— Entries supplied —

• • • •

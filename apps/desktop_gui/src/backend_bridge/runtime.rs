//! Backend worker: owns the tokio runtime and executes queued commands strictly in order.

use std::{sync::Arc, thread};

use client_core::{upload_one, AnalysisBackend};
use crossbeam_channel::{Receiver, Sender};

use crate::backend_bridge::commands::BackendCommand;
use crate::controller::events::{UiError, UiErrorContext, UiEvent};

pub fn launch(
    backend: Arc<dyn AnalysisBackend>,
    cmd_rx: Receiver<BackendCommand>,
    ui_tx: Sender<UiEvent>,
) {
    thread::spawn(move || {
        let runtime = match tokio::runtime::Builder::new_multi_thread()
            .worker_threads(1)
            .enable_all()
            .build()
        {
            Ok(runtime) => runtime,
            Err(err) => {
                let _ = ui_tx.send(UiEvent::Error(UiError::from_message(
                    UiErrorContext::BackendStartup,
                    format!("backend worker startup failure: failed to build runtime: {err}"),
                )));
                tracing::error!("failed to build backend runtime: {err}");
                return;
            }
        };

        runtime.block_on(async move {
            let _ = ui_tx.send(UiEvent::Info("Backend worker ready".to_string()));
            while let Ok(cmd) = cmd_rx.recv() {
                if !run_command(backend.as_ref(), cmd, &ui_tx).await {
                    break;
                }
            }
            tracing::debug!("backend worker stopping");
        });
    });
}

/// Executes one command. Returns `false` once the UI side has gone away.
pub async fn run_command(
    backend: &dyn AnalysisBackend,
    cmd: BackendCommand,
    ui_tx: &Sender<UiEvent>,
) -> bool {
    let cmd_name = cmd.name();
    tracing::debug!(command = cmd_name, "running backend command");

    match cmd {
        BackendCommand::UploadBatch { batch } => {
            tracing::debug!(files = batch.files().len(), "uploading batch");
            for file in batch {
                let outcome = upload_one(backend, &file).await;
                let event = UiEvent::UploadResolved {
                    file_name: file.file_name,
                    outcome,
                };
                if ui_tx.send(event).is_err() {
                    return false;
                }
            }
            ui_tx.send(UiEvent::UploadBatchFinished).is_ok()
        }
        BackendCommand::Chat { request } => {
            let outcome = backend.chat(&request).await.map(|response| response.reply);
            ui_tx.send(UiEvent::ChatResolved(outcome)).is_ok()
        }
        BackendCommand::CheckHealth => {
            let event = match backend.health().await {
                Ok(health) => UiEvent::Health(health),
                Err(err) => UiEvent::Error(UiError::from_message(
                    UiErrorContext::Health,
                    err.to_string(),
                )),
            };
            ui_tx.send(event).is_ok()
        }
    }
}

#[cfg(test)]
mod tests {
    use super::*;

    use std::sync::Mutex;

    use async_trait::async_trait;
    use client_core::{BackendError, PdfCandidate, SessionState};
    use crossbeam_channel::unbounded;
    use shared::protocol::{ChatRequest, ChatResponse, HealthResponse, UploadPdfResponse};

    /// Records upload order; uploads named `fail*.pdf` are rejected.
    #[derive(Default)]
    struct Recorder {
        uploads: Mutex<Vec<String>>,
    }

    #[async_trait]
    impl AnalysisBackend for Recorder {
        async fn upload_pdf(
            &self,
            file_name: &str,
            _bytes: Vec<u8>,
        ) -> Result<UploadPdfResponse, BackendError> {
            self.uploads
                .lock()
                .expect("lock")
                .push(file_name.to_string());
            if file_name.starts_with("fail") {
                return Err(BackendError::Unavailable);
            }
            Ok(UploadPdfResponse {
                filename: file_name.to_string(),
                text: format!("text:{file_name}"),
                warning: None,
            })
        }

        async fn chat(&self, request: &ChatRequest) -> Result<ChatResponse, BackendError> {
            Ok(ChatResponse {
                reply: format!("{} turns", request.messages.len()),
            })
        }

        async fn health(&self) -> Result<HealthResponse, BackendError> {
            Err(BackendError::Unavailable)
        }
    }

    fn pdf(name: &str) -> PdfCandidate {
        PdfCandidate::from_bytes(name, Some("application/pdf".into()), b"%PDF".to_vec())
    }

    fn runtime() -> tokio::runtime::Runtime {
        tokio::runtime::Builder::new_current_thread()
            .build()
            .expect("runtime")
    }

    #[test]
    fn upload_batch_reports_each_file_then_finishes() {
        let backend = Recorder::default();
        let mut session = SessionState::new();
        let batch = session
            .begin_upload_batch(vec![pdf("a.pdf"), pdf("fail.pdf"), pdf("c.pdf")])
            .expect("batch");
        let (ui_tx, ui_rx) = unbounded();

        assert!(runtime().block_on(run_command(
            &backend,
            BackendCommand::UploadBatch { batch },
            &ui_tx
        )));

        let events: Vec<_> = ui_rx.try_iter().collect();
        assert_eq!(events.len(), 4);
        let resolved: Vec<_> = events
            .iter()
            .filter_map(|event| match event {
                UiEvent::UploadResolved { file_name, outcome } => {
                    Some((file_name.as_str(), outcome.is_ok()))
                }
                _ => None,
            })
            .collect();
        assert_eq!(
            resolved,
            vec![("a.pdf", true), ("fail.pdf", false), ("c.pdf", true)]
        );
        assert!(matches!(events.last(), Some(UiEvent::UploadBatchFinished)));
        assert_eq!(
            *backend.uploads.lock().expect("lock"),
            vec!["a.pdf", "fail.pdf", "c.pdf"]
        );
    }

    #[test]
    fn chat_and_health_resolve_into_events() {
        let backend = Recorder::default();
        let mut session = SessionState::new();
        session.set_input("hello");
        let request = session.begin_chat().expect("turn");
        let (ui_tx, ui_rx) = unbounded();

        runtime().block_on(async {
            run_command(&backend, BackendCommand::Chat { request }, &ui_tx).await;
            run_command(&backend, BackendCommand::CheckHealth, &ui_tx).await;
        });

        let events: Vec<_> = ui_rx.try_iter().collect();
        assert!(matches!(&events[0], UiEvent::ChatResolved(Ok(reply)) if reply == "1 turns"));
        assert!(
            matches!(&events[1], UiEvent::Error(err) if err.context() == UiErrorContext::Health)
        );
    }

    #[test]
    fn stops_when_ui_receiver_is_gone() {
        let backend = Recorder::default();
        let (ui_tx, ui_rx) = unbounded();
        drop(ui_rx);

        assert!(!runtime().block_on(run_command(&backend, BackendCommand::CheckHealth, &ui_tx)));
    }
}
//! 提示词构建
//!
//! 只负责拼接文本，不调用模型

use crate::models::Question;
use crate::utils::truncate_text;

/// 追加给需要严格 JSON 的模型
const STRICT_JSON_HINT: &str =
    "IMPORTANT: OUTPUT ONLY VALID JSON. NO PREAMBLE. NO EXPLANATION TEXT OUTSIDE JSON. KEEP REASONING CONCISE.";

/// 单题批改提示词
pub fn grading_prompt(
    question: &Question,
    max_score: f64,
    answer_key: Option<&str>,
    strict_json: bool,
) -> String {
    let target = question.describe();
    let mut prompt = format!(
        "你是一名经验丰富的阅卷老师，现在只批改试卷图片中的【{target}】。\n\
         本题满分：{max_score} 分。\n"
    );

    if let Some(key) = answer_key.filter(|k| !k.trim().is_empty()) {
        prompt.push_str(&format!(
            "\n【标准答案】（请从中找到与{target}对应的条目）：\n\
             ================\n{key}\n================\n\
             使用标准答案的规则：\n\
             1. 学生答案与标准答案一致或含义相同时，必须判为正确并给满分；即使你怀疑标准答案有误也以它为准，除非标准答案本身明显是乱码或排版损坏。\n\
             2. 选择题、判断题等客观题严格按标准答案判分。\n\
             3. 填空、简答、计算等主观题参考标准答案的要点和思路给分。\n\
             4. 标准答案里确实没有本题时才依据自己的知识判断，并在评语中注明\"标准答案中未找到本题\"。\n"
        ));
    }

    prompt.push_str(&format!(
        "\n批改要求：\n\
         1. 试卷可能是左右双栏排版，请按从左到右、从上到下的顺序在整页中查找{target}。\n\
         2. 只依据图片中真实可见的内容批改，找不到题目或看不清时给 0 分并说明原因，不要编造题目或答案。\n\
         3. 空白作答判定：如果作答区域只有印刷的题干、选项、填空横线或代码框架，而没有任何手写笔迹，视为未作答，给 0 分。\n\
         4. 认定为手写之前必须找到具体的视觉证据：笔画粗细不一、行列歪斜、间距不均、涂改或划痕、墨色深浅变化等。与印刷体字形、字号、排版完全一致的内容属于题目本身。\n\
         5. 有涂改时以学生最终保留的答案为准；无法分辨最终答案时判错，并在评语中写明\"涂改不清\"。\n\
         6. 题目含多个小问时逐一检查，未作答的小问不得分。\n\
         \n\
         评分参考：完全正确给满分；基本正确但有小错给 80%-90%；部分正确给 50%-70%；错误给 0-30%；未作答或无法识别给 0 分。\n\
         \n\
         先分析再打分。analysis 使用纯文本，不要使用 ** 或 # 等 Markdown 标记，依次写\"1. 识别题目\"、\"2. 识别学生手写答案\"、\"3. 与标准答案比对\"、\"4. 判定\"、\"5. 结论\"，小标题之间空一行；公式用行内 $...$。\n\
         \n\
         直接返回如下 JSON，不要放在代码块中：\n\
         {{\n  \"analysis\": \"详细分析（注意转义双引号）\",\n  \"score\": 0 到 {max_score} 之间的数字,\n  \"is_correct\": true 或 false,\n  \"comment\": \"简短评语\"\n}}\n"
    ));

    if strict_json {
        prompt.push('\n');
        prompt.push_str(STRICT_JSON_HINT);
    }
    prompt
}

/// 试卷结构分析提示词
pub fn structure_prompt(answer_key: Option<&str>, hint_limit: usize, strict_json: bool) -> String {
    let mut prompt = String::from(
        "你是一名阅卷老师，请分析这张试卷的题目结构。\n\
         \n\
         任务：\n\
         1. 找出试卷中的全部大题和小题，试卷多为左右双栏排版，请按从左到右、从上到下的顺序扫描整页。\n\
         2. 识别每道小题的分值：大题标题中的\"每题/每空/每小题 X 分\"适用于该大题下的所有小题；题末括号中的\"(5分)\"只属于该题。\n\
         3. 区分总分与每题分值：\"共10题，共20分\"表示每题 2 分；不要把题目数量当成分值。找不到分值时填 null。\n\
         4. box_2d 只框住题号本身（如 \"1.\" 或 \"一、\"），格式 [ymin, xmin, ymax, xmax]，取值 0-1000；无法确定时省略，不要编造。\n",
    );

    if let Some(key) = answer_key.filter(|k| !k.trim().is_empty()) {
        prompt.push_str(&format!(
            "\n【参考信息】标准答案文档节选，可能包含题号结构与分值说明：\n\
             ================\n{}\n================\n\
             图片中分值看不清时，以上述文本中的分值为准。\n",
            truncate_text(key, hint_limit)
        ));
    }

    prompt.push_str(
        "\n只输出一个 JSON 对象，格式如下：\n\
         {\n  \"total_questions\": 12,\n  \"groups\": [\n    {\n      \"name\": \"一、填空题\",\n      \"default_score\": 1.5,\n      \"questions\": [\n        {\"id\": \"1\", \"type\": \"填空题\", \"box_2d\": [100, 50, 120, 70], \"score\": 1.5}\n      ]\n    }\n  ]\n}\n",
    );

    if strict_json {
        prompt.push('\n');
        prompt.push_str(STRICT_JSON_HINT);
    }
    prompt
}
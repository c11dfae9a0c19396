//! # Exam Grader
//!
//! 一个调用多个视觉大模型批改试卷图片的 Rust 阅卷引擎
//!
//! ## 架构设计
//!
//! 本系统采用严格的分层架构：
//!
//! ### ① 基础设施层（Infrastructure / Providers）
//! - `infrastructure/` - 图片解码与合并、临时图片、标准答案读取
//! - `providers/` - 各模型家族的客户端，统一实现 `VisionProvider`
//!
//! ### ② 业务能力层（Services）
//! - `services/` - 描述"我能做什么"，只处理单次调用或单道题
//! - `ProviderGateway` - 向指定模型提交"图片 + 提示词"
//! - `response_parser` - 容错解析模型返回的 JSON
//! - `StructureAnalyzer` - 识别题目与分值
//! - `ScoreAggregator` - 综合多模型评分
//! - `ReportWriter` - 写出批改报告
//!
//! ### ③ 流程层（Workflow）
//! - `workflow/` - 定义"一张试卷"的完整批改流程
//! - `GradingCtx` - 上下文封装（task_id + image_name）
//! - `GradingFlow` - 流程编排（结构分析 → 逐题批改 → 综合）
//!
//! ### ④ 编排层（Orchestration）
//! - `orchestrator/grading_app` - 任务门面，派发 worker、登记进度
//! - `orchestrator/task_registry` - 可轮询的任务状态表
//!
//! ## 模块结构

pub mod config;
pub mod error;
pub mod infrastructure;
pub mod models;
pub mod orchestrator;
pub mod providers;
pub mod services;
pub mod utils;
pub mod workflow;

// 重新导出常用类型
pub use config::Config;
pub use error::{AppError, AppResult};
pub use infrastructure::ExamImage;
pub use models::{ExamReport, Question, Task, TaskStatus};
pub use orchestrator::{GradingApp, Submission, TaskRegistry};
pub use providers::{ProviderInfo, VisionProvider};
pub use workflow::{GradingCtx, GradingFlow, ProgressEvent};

• • • •

Check each line above for the string "self" and copy those that have it.

— Your solution —
            &self,
            self.uploads
        async fn chat(&self, request: &ChatRequest) -> Result<ChatResponse, BackendError> {
        async fn health(&self) -> Result<HealthResponse, BackendError> {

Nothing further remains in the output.